Copy every line of the following data that includes the string "RemoveCartQuery".

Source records
---+---

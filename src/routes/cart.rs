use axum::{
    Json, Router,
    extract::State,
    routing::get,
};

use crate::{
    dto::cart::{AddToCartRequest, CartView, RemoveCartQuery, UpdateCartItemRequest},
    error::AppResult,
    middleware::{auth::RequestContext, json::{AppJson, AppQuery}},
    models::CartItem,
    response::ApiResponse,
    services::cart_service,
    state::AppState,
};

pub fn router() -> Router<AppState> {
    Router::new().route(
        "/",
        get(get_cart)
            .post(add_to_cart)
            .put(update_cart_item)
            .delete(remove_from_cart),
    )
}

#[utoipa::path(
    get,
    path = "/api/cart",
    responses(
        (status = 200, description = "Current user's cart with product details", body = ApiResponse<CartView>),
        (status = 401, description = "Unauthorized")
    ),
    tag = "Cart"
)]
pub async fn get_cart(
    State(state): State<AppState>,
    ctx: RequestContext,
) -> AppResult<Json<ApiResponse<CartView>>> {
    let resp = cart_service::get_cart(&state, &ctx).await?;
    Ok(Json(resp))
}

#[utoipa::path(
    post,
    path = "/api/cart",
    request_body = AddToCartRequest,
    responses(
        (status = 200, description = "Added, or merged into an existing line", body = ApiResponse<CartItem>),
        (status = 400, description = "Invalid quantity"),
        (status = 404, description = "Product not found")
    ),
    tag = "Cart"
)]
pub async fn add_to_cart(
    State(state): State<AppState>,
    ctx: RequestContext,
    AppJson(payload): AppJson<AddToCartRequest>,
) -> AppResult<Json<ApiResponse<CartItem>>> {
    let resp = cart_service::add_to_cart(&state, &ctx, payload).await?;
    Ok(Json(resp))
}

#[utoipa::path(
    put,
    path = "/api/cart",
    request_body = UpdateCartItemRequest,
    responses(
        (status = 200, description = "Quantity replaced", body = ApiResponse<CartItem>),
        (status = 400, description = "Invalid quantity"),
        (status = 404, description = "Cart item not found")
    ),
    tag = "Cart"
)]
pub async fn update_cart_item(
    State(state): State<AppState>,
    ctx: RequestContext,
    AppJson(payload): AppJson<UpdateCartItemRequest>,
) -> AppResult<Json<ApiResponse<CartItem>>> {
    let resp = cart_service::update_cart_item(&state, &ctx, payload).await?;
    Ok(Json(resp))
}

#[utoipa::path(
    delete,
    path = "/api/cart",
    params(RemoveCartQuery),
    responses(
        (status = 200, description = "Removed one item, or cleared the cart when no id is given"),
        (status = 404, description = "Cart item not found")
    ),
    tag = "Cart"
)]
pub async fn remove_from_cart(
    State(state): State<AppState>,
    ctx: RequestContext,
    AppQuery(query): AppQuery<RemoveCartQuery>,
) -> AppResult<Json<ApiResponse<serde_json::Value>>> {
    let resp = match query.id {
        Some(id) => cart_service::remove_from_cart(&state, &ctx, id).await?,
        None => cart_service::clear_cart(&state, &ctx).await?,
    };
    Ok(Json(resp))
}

---+---

_Result below_:
    dto::cart::{AddToCartRequest, CartView, RemoveCartQuery, UpdateCartItemRequest},
    params(RemoveCartQuery),
    AppQuery(query): AppQuery<RemoveCartQuery>,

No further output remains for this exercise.